### [WHAT TO PRODUCE]
Whatever the listing holds, output it without alteration.

### [EXCERPTED DATA]
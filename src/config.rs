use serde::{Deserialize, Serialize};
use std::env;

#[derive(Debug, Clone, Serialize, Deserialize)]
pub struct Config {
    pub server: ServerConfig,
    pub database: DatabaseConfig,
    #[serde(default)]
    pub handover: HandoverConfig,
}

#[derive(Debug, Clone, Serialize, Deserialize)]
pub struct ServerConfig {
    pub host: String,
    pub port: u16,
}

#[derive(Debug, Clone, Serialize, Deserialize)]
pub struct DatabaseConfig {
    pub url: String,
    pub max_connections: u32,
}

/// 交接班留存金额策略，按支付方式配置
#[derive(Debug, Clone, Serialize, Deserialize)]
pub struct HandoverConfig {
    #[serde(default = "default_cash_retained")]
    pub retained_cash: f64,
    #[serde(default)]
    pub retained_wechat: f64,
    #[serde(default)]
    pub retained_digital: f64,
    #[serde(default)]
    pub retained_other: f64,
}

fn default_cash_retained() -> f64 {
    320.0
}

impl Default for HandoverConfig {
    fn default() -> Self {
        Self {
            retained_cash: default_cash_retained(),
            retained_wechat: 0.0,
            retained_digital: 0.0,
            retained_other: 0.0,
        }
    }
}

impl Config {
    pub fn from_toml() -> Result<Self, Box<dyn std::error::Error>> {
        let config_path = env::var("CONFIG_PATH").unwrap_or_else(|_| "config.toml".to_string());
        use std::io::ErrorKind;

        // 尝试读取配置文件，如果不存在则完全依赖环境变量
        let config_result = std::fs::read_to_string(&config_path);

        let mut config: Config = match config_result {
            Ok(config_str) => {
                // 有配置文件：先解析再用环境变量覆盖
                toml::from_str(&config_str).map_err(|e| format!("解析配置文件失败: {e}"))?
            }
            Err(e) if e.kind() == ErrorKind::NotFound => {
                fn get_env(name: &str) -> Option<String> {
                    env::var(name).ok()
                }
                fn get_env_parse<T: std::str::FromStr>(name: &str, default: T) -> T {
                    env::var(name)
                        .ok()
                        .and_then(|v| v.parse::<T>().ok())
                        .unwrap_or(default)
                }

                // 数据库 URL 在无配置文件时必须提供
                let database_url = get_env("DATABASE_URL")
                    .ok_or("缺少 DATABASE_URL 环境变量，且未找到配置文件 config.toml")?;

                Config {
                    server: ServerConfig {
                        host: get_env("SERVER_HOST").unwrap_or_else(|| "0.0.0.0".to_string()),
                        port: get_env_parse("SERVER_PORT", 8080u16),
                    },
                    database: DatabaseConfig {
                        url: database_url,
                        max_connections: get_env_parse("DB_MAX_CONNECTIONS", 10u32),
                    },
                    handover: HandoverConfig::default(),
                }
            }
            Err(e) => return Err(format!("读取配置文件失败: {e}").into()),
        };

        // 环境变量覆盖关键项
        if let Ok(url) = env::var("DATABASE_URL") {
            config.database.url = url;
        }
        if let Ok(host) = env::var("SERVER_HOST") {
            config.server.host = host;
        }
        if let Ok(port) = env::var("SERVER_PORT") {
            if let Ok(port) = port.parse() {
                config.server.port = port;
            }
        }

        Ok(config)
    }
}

### [EXERCISE RESPONSE]
filename src/config.rs
use serde::{Deserialize, Serialize};
use std::env;

#[derive(Debug, Clone, Serialize, Deserialize)]
pub struct Config {
    pub server: ServerConfig,
    pub database: DatabaseConfig,
    #[serde(default)]
    pub handover: HandoverConfig,
}

#[derive(Debug, Clone, Serialize, Deserialize)]
pub struct ServerConfig {
    pub host: String,
    pub port: u16,
}

#[derive(Debug, Clone, Serialize, Deserialize)]
pub struct DatabaseConfig {
    pub url: String,
    pub max_connections: u32,
}

/// 交接班留存金额策略，按支付方式配置
#[derive(Debug, Clone, Serialize, Deserialize)]
pub struct HandoverConfig {
    #[serde(default = "default_cash_retained")]
    pub retained_cash: f64,
    #[serde(default)]
    pub retained_wechat: f64,
    #[serde(default)]
    pub retained_digital: f64,
    #[serde(default)]
    pub retained_other: f64,
}

fn default_cash_retained() -> f64 {
    320.0
}

impl Default for HandoverConfig {
    fn default() -> Self {
        Self {
            retained_cash: default_cash_retained(),
            retained_wechat: 0.0,
            retained_digital: 0.0,
            retained_other: 0.0,
        }
    }
}

impl Config {
    pub fn from_toml() -> Result<Self, Box<dyn std::error::Error>> {
        let config_path = env::var("CONFIG_PATH").unwrap_or_else(|_| "config.toml".to_string());
        use std::io::ErrorKind;

        // 尝试读取配置文件，如果不存在则完全依赖环境变量
        let config_result = std::fs::read_to_string(&config_path);

        let mut config: Config = match config_result {
            Ok(config_str) => {
                // 有配置文件：先解析再用环境变量覆盖
                toml::from_str(&config_str).map_err(|e| format!("解析配置文件失败: {e}"))?
            }
            Err(e) if e.kind() == ErrorKind::NotFound => {
                fn get_env(name: &str) -> Option<String> {
                    env::var(name).ok()
                }
                fn get_env_parse<T: std::str::FromStr>(name: &str, default: T) -> T {
                    env::var(name)
                        .ok()
                        .and_then(|v| v.parse::<T>().ok())
                        .unwrap_or(default)
                }

                // 数据库 URL 在无配置文件时必须提供
                let database_url = get_env("DATABASE_URL")
                    .ok_or("缺少 DATABASE_URL 环境变量，且未找到配置文件 config.toml")?;

                Config {
                    server: ServerConfig {
                        host: get_env("SERVER_HOST").unwrap_or_else(|| "0.0.0.0".to_string()),
                        port: get_env_parse("SERVER_PORT", 8080u16),
                    },
                    database: DatabaseConfig {
                        url: database_url,
                        max_connections: get_env_parse("DB_MAX_CONNECTIONS", 10u32),
                    },
                    handover: HandoverConfig::default(),
                }
            }
            Err(e) => return Err(format!("读取配置文件失败: {e}").into()),
        };

        // 环境变量覆盖关键项
        if let Ok(url) = env::var("DATABASE_URL") {
            config.database.url = url;
        }
        if let Ok(host) = env::var("SERVER_HOST") {
            config.server.host = host;
        }
        if let Ok(port) = env::var("SERVER_PORT") {
            if let Ok(port) = port.parse() {
                config.server.port = port;
            }
        }

        Ok(config)
    }
}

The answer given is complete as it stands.